Scan the entries below for the word "derived". Copy each line that has it.
### Data provided ###
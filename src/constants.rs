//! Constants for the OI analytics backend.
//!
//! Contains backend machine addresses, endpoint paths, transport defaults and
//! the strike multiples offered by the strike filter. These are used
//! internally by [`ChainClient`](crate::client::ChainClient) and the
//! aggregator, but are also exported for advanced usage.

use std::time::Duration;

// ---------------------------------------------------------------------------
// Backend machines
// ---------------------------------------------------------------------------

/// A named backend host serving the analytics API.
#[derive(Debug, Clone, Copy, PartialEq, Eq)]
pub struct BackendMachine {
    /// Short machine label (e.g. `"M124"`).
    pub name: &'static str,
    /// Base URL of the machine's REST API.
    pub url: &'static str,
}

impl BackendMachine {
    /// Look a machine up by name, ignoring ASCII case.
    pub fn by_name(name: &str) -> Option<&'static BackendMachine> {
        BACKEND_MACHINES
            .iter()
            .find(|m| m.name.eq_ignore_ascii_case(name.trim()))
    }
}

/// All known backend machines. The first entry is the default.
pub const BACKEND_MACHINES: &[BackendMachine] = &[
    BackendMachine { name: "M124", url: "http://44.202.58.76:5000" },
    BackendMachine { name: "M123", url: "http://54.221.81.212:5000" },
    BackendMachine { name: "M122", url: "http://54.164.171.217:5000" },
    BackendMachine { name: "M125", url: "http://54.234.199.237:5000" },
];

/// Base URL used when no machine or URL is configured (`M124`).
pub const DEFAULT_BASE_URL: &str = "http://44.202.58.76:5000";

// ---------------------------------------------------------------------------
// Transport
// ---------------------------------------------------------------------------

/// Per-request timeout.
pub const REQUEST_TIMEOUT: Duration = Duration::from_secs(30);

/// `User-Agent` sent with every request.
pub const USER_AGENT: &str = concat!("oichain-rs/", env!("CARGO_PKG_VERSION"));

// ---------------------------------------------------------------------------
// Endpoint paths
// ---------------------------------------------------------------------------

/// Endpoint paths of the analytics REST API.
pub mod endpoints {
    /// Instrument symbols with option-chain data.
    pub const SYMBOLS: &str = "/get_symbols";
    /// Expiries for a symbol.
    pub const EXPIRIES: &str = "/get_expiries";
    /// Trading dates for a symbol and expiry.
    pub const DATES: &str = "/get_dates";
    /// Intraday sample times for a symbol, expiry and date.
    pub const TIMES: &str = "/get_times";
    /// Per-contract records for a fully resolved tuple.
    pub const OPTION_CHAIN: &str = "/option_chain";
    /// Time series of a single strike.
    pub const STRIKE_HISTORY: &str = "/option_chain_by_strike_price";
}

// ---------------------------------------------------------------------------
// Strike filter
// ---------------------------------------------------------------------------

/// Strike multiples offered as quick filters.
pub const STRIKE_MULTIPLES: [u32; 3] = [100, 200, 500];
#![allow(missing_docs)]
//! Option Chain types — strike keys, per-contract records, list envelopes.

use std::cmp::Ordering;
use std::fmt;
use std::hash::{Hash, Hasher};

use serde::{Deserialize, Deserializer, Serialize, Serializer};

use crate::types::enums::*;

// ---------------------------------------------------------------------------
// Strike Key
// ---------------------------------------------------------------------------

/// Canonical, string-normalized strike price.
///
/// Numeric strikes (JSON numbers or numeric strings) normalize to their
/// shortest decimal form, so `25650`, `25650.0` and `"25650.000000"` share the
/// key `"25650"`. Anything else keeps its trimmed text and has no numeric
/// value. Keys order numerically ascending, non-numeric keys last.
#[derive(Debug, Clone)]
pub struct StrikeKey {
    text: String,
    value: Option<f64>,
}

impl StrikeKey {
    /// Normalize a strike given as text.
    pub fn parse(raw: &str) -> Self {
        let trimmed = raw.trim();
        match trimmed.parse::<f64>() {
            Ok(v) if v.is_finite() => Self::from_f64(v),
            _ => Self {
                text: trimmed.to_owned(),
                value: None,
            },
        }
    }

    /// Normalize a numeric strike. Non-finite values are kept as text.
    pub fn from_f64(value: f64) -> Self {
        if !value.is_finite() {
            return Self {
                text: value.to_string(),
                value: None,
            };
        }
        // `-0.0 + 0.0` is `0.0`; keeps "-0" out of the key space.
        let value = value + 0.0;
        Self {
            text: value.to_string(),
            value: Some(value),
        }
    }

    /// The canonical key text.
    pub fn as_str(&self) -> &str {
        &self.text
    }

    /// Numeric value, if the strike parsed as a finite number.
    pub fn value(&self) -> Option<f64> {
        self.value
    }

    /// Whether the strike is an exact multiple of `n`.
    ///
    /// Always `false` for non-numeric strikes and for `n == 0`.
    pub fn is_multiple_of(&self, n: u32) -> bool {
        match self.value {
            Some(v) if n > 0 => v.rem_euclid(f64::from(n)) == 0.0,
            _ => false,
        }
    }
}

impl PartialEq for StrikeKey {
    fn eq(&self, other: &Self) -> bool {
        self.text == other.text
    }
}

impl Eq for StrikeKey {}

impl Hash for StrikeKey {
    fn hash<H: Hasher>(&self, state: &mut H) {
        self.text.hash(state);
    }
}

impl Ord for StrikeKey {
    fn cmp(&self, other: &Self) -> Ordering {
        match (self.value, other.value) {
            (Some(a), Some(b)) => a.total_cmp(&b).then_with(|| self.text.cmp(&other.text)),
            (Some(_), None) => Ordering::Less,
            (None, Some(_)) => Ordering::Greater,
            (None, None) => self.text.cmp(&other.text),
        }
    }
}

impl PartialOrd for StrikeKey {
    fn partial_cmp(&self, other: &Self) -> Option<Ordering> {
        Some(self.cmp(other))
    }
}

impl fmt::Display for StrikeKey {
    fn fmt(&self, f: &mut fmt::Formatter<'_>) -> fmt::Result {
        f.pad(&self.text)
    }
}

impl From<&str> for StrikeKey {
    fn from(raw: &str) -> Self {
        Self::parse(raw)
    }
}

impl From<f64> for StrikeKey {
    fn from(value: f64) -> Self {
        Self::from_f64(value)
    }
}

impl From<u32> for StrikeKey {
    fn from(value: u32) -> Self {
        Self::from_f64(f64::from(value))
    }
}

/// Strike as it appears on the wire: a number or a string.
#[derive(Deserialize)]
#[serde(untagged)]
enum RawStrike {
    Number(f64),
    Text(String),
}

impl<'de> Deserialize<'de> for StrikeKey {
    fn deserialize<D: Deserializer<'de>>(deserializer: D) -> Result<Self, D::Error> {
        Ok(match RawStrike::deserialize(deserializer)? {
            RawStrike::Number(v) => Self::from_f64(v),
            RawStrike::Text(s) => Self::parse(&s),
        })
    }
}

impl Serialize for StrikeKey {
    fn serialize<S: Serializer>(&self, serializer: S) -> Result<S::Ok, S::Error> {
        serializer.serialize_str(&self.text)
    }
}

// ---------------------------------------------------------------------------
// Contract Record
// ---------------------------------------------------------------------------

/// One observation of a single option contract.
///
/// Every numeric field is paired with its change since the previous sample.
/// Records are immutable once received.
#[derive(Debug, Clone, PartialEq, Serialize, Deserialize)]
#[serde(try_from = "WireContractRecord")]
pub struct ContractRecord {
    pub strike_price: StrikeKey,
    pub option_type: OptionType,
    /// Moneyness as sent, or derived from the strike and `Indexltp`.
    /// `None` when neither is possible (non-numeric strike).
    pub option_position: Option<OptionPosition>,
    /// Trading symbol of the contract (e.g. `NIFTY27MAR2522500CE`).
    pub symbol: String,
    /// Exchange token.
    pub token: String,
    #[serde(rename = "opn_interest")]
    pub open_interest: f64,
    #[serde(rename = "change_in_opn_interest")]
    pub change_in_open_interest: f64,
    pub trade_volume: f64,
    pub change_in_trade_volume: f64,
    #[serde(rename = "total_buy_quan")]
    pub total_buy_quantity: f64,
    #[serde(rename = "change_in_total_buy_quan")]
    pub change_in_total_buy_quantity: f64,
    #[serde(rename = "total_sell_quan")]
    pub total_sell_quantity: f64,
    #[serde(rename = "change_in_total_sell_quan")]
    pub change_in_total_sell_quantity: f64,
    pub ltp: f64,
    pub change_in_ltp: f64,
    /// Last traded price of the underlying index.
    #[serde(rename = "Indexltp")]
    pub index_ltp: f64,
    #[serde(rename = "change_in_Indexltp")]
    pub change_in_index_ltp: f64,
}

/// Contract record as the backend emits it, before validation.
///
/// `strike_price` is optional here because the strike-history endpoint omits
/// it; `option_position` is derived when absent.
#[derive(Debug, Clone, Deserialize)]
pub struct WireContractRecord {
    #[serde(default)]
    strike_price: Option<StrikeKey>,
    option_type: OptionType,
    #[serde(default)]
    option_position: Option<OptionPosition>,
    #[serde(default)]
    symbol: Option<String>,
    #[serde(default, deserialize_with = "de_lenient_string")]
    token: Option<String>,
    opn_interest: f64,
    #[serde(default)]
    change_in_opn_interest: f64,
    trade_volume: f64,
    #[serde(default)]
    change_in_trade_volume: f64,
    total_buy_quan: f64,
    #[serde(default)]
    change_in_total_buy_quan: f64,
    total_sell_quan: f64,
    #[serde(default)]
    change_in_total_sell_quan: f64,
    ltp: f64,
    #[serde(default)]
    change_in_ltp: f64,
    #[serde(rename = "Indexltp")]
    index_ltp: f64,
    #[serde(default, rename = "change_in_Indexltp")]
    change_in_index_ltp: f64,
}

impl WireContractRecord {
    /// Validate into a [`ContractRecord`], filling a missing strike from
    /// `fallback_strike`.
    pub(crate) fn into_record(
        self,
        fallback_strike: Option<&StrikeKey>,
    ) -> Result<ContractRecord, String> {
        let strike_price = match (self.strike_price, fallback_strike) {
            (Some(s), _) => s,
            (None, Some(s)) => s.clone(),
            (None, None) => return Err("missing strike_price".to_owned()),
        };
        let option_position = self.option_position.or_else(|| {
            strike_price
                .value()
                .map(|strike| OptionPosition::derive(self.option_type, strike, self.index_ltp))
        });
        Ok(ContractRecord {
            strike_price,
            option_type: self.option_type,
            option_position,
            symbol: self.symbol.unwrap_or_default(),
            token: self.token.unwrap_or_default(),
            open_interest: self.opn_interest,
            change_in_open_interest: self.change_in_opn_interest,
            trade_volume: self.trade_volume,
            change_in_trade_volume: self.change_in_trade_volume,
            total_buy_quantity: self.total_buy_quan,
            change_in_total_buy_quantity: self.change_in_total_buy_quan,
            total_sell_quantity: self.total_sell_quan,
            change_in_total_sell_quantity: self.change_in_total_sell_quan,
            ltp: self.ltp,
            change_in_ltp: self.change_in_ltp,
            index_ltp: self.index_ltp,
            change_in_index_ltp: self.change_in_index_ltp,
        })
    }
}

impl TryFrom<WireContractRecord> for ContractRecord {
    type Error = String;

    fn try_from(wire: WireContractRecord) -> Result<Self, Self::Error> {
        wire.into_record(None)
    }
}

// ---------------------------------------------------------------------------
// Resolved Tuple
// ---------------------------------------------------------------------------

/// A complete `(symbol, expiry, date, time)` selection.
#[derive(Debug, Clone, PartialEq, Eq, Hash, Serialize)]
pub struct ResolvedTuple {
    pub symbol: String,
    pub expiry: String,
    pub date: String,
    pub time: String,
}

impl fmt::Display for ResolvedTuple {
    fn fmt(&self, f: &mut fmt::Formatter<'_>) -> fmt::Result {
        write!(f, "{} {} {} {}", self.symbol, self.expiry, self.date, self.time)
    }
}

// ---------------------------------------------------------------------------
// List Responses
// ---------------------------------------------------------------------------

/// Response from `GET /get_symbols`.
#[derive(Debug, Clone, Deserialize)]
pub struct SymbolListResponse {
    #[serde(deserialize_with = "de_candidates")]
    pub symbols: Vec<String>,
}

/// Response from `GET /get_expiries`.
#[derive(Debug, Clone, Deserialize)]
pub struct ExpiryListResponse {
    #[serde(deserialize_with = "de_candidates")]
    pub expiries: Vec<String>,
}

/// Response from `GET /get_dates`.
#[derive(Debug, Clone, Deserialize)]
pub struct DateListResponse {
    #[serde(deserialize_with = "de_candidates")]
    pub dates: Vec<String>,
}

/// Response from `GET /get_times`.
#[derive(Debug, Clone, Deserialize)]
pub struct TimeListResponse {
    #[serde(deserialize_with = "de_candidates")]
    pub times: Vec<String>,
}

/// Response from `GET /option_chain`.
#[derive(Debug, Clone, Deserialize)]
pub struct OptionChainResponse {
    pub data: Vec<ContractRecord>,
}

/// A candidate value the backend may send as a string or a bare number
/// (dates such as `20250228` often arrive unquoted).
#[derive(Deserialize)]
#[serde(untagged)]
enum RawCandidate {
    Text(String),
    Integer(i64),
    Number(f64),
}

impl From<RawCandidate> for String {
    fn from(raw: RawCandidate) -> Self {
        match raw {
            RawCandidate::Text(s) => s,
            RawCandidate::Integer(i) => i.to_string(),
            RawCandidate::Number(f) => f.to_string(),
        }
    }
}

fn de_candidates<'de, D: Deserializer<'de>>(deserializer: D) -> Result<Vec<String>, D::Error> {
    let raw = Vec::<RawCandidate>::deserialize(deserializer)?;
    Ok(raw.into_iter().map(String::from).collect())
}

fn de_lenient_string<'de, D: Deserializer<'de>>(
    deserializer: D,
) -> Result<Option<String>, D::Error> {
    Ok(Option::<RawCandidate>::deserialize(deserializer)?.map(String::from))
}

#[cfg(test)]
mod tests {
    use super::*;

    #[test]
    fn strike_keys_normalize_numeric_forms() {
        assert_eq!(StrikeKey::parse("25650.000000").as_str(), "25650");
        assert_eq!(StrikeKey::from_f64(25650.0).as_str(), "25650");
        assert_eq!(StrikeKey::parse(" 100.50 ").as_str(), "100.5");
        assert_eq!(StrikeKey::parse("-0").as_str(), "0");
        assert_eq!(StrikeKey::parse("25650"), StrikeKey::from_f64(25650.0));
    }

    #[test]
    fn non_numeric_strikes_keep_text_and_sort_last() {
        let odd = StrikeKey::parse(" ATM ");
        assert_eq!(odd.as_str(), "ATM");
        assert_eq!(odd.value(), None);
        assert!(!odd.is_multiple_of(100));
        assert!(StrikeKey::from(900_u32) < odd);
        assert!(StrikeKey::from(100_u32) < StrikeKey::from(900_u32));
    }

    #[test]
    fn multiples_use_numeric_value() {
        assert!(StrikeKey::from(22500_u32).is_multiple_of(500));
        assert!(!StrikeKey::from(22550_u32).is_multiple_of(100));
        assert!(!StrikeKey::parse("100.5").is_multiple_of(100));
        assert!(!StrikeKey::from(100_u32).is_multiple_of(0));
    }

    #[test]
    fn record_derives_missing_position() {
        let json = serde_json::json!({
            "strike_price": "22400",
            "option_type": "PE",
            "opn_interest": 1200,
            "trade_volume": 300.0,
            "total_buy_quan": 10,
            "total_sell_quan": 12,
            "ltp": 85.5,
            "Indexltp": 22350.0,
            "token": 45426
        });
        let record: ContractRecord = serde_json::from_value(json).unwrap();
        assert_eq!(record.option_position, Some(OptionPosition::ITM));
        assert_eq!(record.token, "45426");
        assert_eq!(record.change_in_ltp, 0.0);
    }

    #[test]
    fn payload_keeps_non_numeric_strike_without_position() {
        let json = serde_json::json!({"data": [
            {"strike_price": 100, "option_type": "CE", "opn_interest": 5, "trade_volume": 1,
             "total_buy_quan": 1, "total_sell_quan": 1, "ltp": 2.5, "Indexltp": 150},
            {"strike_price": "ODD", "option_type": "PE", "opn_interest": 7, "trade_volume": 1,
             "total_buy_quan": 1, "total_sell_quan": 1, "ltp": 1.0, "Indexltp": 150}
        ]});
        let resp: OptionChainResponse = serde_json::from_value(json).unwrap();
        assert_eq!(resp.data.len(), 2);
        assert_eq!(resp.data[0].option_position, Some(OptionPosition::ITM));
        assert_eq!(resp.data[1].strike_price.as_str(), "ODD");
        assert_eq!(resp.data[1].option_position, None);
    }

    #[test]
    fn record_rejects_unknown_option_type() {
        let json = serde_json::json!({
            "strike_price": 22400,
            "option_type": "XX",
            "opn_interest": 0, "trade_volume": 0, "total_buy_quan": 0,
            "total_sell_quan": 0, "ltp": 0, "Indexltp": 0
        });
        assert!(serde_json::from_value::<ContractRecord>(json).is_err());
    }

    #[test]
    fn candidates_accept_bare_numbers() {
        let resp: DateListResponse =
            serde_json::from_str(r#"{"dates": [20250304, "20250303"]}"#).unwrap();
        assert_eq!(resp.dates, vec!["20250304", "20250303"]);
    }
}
###
● **Answer to this problem**
    /// Moneyness as sent, or derived from the strike and `Indexltp`.
/// it; `option_position` is derived when absent.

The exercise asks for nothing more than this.